╭─ DATA FOR PROCESSING

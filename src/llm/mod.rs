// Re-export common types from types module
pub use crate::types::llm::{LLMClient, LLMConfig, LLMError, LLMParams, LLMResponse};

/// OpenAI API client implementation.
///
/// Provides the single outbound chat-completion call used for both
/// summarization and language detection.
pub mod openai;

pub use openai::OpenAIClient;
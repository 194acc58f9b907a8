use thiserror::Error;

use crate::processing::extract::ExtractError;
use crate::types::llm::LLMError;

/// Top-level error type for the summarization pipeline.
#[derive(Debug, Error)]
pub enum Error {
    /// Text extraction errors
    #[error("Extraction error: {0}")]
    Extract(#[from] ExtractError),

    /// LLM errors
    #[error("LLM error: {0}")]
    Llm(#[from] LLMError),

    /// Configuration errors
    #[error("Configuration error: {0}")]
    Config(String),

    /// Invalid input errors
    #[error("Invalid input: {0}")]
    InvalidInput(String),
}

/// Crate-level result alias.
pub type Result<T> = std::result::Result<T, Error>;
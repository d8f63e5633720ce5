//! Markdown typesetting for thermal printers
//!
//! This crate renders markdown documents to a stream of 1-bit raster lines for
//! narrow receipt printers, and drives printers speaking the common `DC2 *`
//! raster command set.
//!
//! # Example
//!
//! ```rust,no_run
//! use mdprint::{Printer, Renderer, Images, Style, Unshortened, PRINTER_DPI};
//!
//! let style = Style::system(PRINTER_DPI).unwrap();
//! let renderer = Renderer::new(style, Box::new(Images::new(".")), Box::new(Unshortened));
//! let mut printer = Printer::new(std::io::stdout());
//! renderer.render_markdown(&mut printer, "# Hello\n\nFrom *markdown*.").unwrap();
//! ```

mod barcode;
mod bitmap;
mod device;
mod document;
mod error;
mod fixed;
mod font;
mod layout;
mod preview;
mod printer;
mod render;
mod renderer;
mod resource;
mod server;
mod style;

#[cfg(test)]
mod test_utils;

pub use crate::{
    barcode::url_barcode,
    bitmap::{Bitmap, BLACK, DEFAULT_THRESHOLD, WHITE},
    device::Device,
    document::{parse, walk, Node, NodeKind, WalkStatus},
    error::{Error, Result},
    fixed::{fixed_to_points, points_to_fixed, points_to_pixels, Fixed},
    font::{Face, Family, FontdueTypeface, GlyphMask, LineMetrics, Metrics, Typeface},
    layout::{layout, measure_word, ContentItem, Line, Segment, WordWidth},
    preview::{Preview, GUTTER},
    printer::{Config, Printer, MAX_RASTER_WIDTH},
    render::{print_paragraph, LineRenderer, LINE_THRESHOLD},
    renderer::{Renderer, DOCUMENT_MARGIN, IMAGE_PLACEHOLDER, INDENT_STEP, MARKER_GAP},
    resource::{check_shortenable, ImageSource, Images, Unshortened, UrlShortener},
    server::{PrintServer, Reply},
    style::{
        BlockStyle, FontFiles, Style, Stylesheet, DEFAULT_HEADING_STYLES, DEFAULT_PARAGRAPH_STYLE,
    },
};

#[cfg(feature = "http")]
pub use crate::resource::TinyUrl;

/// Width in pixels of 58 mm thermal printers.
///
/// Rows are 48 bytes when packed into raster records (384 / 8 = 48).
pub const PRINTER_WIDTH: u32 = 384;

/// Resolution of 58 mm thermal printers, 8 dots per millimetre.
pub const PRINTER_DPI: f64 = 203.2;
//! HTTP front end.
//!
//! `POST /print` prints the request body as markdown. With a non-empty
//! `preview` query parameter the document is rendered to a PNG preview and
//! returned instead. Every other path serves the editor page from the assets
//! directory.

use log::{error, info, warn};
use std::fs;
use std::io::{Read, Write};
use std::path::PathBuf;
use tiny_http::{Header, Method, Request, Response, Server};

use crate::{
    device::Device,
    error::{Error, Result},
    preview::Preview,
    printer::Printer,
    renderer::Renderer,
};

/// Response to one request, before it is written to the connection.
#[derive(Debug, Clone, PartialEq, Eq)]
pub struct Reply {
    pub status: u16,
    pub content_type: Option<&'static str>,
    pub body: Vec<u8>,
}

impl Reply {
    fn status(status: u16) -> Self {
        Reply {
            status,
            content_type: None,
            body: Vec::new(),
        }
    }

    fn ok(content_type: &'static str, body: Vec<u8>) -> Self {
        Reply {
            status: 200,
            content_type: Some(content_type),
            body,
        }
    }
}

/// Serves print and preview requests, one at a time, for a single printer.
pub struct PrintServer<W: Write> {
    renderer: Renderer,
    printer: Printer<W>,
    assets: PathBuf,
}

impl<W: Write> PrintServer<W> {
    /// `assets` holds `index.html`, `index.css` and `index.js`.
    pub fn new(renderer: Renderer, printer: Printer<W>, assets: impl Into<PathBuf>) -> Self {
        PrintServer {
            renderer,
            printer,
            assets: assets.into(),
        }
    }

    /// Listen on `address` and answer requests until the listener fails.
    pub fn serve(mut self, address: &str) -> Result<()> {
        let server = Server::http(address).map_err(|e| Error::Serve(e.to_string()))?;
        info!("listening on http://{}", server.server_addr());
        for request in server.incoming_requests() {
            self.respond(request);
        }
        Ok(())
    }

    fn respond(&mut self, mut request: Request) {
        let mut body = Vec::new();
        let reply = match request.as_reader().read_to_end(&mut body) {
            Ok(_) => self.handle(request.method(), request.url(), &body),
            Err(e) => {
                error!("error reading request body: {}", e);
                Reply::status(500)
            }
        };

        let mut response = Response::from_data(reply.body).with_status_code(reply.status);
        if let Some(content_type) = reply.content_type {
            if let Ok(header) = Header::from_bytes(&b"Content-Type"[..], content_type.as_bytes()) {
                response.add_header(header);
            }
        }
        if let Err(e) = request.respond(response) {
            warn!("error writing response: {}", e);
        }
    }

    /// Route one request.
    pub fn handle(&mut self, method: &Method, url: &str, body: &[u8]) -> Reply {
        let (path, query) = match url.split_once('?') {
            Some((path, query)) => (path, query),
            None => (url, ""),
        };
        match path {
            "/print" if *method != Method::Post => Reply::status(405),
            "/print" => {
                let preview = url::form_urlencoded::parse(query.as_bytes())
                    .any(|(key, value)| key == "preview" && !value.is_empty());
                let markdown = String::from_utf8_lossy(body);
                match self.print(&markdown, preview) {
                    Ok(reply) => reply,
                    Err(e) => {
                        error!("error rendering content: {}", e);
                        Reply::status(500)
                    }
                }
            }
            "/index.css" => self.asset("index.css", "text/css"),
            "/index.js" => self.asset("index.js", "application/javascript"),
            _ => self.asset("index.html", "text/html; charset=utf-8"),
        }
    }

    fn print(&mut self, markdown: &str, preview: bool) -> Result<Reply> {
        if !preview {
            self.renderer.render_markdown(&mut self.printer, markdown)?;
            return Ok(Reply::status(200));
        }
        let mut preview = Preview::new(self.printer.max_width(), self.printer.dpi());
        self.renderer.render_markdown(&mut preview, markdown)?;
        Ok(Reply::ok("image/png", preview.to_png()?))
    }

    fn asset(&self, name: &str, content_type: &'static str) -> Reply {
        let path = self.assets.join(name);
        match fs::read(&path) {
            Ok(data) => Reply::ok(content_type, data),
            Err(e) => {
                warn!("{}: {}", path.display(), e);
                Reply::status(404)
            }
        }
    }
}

╰─

When you reach the end of the data, retype all of it exactly.

:: WRITTEN SOLUTION ::
filename src/llm/mod.rs
// Re-export common types from types module
pub use crate::types::llm::{LLMClient, LLMConfig, LLMError, LLMParams, LLMResponse};

/// OpenAI API client implementation.
///
/// Provides the single outbound chat-completion call used for both
/// summarization and language detection.
pub mod openai;

pub use openai::OpenAIClient;
repository 194acc58f9b907a8
use thiserror::Error;

use crate::processing::extract::ExtractError;
use crate::types::llm::LLMError;

/// Top-level error type for the summarization pipeline.
#[derive(Debug, Error)]
pub enum Error {
    /// Text extraction errors
    #[error("Extraction error: {0}")]
    Extract(#[from] ExtractError),

    /// LLM errors
    #[error("LLM error: {0}")]
    Llm(#[from] LLMError),

    /// Configuration errors
    #[error("Configuration error: {0}")]
    Config(String),

    /// Invalid input errors
    #[error("Invalid input: {0}")]
    InvalidInput(String),
}

/// Crate-level result alias.
pub type Result<T> = std::result::Result<T, Error>;
repository d8f63e5633720ce5
//! Markdown typesetting for thermal printers
//!
//! This crate renders markdown documents to a stream of 1-bit raster lines for
//! narrow receipt printers, and drives printers speaking the common `DC2 *`
//! raster command set.
//!
//! # Example
//!
//! ```rust,no_run
//! use mdprint::{Printer, Renderer, Images, Style, Unshortened, PRINTER_DPI};
//!
//! let style = Style::system(PRINTER_DPI).unwrap();
//! let renderer = Renderer::new(style, Box::new(Images::new(".")), Box::new(Unshortened));
//! let mut printer = Printer::new(std::io::stdout());
//! renderer.render_markdown(&mut printer, "# Hello\n\nFrom *markdown*.").unwrap();
//! ```

mod barcode;
mod bitmap;
mod device;
mod document;
mod error;
mod fixed;
mod font;
mod layout;
mod preview;
mod printer;
mod render;
mod renderer;
mod resource;
mod server;
mod style;

#[cfg(test)]
mod test_utils;

pub use crate::{
    barcode::url_barcode,
    bitmap::{Bitmap, BLACK, DEFAULT_THRESHOLD, WHITE},
    device::Device,
    document::{parse, walk, Node, NodeKind, WalkStatus},
    error::{Error, Result},
    fixed::{fixed_to_points, points_to_fixed, points_to_pixels, Fixed},
    font::{Face, Family, FontdueTypeface, GlyphMask, LineMetrics, Metrics, Typeface},
    layout::{layout, measure_word, ContentItem, Line, Segment, WordWidth},
    preview::{Preview, GUTTER},
    printer::{Config, Printer, MAX_RASTER_WIDTH},
    render::{print_paragraph, LineRenderer, LINE_THRESHOLD},
    renderer::{Renderer, DOCUMENT_MARGIN, IMAGE_PLACEHOLDER, INDENT_STEP, MARKER_GAP},
    resource::{check_shortenable, ImageSource, Images, Unshortened, UrlShortener},
    server::{PrintServer, Reply},
    style::{
        BlockStyle, FontFiles, Style, Stylesheet, DEFAULT_HEADING_STYLES, DEFAULT_PARAGRAPH_STYLE,
    },
};

#[cfg(feature = "http")]
pub use crate::resource::TinyUrl;

/// Width in pixels of 58 mm thermal printers.
///
/// Rows are 48 bytes when packed into raster records (384 / 8 = 48).
pub const PRINTER_WIDTH: u32 = 384;

/// Resolution of 58 mm thermal printers, 8 dots per millimetre.
pub const PRINTER_DPI: f64 = 203.2;
//! HTTP front end.
//!
//! `POST /print` prints the request body as markdown. With a non-empty
//! `preview` query parameter the document is rendered to a PNG preview and
//! returned instead. Every other path serves the editor page from the assets
//! directory.

use log::{error, info, warn};
use std::fs;
use std::io::{Read, Write};
use std::path::PathBuf;
use tiny_http::{Header, Method, Request, Response, Server};

use crate::{
    device::Device,
    error::{Error, Result},
    preview::Preview,
    printer::Printer,
    renderer::Renderer,
};

/// Response to one request, before it is written to the connection.
#[derive(Debug, Clone, PartialEq, Eq)]
pub struct Reply {
    pub status: u16,
    pub content_type: Option<&'static str>,
    pub body: Vec<u8>,
}

impl Reply {
    fn status(status: u16) -> Self {
        Reply {
            status,
            content_type: None,
            body: Vec::new(),
        }
    }

    fn ok(content_type: &'static str, body: Vec<u8>) -> Self {
        Reply {
            status: 200,
            content_type: Some(content_type),
            body,
        }
    }
}

/// Serves print and preview requests, one at a time, for a single printer.
pub struct PrintServer<W: Write> {
    renderer: Renderer,
    printer: Printer<W>,
    assets: PathBuf,
}

impl<W: Write> PrintServer<W> {
    /// `assets` holds `index.html`, `index.css` and `index.js`.
    pub fn new(renderer: Renderer, printer: Printer<W>, assets: impl Into<PathBuf>) -> Self {
        PrintServer {
            renderer,
            printer,
            assets: assets.into(),
        }
    }

    /// Listen on `address` and answer requests until the listener fails.
    pub fn serve(mut self, address: &str) -> Result<()> {
        let server = Server::http(address).map_err(|e| Error::Serve(e.to_string()))?;
        info!("listening on http://{}", server.server_addr());
        for request in server.incoming_requests() {
            self.respond(request);
        }
        Ok(())
    }

    fn respond(&mut self, mut request: Request) {
        let mut body = Vec::new();
        let reply = match request.as_reader().read_to_end(&mut body) {
            Ok(_) => self.handle(request.method(), request.url(), &body),
            Err(e) => {
                error!("error reading request body: {}", e);
                Reply::status(500)
            }
        };

        let mut response = Response::from_data(reply.body).with_status_code(reply.status);
        if let Some(content_type) = reply.content_type {
            if let Ok(header) = Header::from_bytes(&b"Content-Type"[..], content_type.as_bytes()) {
                response.add_header(header);
            }
        }
        if let Err(e) = request.respond(response) {
            warn!("error writing response: {}", e);
        }
    }

    /// Route one request.
    pub fn handle(&mut self, method: &Method, url: &str, body: &[u8]) -> Reply {
        let (path, query) = match url.split_once('?') {
            Some((path, query)) => (path, query),
            None => (url, ""),
        };
        match path {
            "/print" if *method != Method::Post => Reply::status(405),
            "/print" => {
                let preview = url::form_urlencoded::parse(query.as_bytes())
                    .any(|(key, value)| key == "preview" && !value.is_empty());
                let markdown = String::from_utf8_lossy(body);
                match self.print(&markdown, preview) {
                    Ok(reply) => reply,
                    Err(e) => {
                        error!("error rendering content: {}", e);
                        Reply::status(500)
                    }
                }
            }
            "/index.css" => self.asset("index.css", "text/css"),
            "/index.js" => self.asset("index.js", "application/javascript"),
            _ => self.asset("index.html", "text/html; charset=utf-8"),
        }
    }

    fn print(&mut self, markdown: &str, preview: bool) -> Result<Reply> {
        if !preview {
            self.renderer.render_markdown(&mut self.printer, markdown)?;
            return Ok(Reply::status(200));
        }
        let mut preview = Preview::new(self.printer.max_width(), self.printer.dpi());
        self.renderer.render_markdown(&mut preview, markdown)?;
        Ok(Reply::ok("image/png", preview.to_png()?))
    }

    fn asset(&self, name: &str, content_type: &'static str) -> Reply {
        let path = self.assets.join(name);
        match fs::read(&path) {
            Ok(data) => Reply::ok(content_type, data),
            Err(e) => {
                warn!("{}: {}", path.display(), e);
                Reply::status(404)
            }
        }
    }
}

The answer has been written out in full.